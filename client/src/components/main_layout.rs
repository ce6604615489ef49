//! Application chrome: collapsible sidebar, header with user menu, content
//! outlet.
//!
//! SYSTEM CONTEXT
//! ==============
//! Every route except `/login` renders inside this layout. It reads the
//! session for the header identity and owns the logout flow.

#[cfg(test)]
#[path = "main_layout_test.rs"]
mod main_layout_test;

use leptos::prelude::*;
use leptos_router::NavigateOptions;
use leptos_router::components::{A, Outlet};
use leptos_router::hooks::{use_location, use_navigate};

use crate::state::session::AppSession;
use crate::util::guard::{HOME_ROUTE, LOGIN_ROUTE};

/// Sidebar entries as `(path, label)`.
pub const NAV_ITEMS: [(&str, &str); 4] =
    [("/home", "Home"), ("/dashboard", "Dashboard"), ("/profile", "Profile"), ("/friends", "Friends")];

/// Header title for a route path: its first segment, capitalized.
#[must_use]
pub fn page_title(path: &str) -> String {
    let segment = path.trim_start_matches('/').split('/').next().unwrap_or_default();
    let segment = if segment.is_empty() { "home" } else { segment };
    let mut chars = segment.chars();
    chars
        .next()
        .map(|first| first.to_uppercase().chain(chars).collect())
        .unwrap_or_default()
}

/// Whether the sidebar entry for `item` should be highlighted at `path`.
#[must_use]
pub fn is_active(item: &str, path: &str) -> bool {
    let path = if path == "/" { HOME_ROUTE } else { path };
    path == item || path.strip_prefix(item).is_some_and(|rest| rest.starts_with('/'))
}

#[component]
pub fn MainLayout() -> impl IntoView {
    let session = expect_context::<AppSession>();
    let state = session.state();
    let location = use_location();
    let navigate = use_navigate();
    let collapsed = RwSignal::new(false);
    let menu_open = RwSignal::new(false);

    let pathname = location.pathname;
    let title = move || page_title(&pathname.get());
    let display_name = {
        let state = state.clone();
        move || state.with(|s| s.display_name().unwrap_or("Guest").to_owned())
    };
    let signed_in = Memo::new(move |_| state.with(|s| s.is_authenticated()));

    // Stored so the handler is `Copy` inside the nested menu views.
    let logout = StoredValue::new_local(move || {
        menu_open.set(false);
        let session = session.clone();
        let navigate = navigate.clone();
        leptos::task::spawn_local(async move {
            session.logout().await;
            navigate(LOGIN_ROUTE, NavigateOptions::default());
        });
    });

    view! {
        <div class="main-layout" class:main-layout--collapsed=move || collapsed.get()>
            <nav class="main-layout__sidebar">
                <div class="main-layout__brand">
                    <Show when=move || !collapsed.get() fallback=|| view! { <span class="main-layout__logo"></span> }>
                        <h3>"Storefront"</h3>
                    </Show>
                </div>
                <ul class="main-layout__nav">
                    {NAV_ITEMS
                        .into_iter()
                        .map(|(href, label)| {
                            view! {
                                <li
                                    class="main-layout__nav-item"
                                    class:main-layout__nav-item--active=move || is_active(href, &pathname.get())
                                >
                                    <A href=href>{label}</A>
                                </li>
                            }
                        })
                        .collect_view()}
                </ul>
                <button
                    class="btn main-layout__collapse"
                    title="Toggle sidebar"
                    on:click=move |_| collapsed.update(|c| *c = !*c)
                >
                    {move || if collapsed.get() { "»" } else { "«" }}
                </button>
            </nav>

            <div class="main-layout__body">
                <header class="main-layout__header">
                    <h2>{title}</h2>
                    <div class="main-layout__user">
                        <button class="btn main-layout__user-toggle" on:click=move |_| menu_open.update(|o| *o = !*o)>
                            <span class="main-layout__avatar" aria-hidden="true"></span>
                            <span class="main-layout__user-name">{display_name}</span>
                        </button>
                        <Show when=move || menu_open.get()>
                            <div class="main-layout__user-menu">
                                <Show
                                    when=move || signed_in.get()
                                    fallback=|| view! { <A href=LOGIN_ROUTE>"Sign in"</A> }
                                >
                                    <a href="/profile" on:click=move |_| menu_open.set(false)>
                                        "Profile"
                                    </a>
                                    <button
                                        class="btn main-layout__logout"
                                        on:click=move |_| logout.with_value(|run| run())
                                    >
                                        "Logout"
                                    </button>
                                </Show>
                            </div>
                        </Show>
                    </div>
                </header>

                <main class="main-layout__content">
                    <Outlet />
                </main>

                <footer class="main-layout__footer">"Storefront"</footer>
            </div>
        </div>
    }
}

..............................

Go through the entries and filter for lines holding the word "when"; copy each match.

- _Answer for the task_:
                    <Show when=move || !collapsed.get() fallback=|| view! { <span class="main-layout__logo"></span> }>
                        <Show when=move || menu_open.get()>
                                    when=move || signed_in.get()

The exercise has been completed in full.